-- Material for the task follows --

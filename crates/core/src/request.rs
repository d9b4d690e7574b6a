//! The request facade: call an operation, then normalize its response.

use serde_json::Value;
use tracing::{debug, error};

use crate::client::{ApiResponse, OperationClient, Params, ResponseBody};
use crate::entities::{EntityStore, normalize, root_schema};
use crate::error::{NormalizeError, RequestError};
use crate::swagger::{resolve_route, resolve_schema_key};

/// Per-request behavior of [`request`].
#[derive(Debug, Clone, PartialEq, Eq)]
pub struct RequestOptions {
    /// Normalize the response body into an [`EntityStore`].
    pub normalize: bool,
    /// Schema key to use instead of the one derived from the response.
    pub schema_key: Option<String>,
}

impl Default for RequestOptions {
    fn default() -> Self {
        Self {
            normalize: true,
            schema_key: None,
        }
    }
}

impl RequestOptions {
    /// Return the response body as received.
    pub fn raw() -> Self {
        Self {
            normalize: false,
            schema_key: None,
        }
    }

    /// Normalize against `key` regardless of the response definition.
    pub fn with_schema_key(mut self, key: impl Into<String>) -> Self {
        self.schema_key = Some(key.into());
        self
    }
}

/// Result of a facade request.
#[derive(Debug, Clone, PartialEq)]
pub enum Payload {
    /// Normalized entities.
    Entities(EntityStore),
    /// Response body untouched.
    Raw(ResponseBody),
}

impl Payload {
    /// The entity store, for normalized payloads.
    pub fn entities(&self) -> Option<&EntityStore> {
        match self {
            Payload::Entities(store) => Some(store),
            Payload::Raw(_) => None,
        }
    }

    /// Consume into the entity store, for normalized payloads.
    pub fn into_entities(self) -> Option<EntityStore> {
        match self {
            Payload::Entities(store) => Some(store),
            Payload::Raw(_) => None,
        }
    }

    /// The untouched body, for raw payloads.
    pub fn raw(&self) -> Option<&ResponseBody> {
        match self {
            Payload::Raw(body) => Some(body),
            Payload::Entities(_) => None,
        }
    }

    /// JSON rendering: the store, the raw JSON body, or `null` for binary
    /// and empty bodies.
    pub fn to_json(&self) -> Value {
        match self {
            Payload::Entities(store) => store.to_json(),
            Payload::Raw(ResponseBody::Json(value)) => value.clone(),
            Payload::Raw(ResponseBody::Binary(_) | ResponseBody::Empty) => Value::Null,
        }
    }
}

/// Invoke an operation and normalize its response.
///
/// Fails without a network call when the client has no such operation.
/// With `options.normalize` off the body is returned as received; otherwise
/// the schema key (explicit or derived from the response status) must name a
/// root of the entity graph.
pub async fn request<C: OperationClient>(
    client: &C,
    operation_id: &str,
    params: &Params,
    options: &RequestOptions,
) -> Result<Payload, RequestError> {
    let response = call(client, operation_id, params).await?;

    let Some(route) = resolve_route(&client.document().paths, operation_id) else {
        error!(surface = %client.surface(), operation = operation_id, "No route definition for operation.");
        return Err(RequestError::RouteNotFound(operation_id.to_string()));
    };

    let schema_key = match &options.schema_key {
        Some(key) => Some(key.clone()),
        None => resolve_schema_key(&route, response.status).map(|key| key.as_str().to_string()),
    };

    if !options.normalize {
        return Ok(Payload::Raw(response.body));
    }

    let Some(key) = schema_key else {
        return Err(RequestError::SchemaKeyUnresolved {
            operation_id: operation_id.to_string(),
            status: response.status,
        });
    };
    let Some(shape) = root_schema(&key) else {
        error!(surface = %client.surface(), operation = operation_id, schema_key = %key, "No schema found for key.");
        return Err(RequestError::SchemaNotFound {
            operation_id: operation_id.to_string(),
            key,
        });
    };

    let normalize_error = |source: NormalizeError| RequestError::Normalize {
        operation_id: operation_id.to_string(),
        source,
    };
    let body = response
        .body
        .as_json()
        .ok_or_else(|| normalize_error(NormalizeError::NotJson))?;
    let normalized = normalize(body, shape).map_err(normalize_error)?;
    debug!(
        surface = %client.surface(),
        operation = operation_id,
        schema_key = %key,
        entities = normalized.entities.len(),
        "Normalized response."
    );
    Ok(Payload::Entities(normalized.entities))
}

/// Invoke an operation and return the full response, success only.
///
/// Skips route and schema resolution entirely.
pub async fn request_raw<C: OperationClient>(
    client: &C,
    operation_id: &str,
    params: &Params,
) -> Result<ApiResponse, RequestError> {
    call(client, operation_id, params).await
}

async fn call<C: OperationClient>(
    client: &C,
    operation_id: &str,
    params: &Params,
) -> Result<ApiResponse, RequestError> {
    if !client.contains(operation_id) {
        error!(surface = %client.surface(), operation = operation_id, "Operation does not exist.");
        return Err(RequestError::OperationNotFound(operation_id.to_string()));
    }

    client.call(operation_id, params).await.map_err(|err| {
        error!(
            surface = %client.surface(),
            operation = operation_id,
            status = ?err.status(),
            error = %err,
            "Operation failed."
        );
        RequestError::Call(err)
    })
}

-- Material for the task concluded --
-- Material for the task follows --

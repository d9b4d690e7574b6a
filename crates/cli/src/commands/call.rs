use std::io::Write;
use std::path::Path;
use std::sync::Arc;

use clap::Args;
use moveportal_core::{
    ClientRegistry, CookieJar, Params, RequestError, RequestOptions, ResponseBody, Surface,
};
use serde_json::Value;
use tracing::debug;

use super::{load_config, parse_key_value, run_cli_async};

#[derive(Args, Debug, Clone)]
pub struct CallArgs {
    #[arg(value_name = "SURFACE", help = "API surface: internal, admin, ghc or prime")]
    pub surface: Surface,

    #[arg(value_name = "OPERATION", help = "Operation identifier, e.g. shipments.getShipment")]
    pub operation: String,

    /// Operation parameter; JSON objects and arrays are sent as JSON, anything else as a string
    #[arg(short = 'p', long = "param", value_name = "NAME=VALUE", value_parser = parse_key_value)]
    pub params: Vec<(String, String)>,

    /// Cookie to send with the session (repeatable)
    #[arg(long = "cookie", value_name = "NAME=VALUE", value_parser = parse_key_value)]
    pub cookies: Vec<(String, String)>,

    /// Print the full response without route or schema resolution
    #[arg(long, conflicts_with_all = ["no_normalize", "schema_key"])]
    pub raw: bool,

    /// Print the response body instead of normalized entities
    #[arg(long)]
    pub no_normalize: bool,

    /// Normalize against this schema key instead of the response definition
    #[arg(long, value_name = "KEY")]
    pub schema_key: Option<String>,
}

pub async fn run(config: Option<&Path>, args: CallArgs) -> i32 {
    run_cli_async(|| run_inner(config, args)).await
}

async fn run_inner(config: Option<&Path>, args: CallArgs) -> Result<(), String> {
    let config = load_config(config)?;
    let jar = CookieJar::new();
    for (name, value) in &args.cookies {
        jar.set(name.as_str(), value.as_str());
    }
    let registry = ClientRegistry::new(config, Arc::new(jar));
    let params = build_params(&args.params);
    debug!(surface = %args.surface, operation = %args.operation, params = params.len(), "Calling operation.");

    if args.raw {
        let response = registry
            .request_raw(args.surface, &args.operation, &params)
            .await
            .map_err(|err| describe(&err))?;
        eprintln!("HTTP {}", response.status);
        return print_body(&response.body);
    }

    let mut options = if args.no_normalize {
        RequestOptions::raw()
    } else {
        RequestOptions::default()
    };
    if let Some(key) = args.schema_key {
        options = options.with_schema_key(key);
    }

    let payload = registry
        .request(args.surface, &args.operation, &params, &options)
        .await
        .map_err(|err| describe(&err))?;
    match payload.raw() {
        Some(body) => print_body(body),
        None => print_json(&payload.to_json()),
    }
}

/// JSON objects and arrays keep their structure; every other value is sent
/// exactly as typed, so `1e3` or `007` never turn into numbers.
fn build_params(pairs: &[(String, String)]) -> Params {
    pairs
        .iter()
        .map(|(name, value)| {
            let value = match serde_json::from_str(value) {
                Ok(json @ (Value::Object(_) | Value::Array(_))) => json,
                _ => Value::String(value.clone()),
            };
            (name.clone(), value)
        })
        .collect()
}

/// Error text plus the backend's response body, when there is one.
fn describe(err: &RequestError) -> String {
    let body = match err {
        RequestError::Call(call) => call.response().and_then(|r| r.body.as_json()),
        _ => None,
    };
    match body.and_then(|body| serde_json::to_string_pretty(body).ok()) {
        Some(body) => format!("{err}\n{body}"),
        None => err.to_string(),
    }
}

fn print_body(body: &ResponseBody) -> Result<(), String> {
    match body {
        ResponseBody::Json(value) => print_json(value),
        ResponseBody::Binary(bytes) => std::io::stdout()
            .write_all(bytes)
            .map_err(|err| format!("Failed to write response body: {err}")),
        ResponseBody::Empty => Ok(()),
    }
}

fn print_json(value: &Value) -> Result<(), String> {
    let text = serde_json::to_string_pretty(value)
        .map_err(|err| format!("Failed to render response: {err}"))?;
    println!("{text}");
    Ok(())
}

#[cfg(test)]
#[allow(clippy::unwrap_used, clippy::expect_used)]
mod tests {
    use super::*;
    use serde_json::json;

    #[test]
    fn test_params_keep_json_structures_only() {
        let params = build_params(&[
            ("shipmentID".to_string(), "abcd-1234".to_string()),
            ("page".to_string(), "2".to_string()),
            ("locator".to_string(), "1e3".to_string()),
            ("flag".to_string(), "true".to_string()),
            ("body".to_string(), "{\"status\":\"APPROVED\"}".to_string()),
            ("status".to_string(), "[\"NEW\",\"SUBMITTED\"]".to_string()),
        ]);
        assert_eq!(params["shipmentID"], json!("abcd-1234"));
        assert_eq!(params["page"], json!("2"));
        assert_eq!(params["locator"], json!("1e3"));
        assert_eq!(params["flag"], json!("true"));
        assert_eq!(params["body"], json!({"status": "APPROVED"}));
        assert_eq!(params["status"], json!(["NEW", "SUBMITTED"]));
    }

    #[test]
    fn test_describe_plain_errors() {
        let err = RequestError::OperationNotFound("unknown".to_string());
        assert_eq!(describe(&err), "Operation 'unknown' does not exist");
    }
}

-- Material for the task concluded --

= Work instructions =
The expected answer is an exact copy of the lines above, beginning at the line with "filename crates/core/src/request.rs" and ending at the line with "pub struct RequestOptions", with both ends in.

= The completed task =
filename crates/core/src/request.rs
repository d9b4d690e7574b6a
//! The request facade: call an operation, then normalize its response.

use serde_json::Value;
use tracing::{debug, error};

use crate::client::{ApiResponse, OperationClient, Params, ResponseBody};
use crate::entities::{EntityStore, normalize, root_schema};
use crate::error::{NormalizeError, RequestError};
use crate::swagger::{resolve_route, resolve_schema_key};

/// Per-request behavior of [`request`].
#[derive(Debug, Clone, PartialEq, Eq)]
pub struct RequestOptions {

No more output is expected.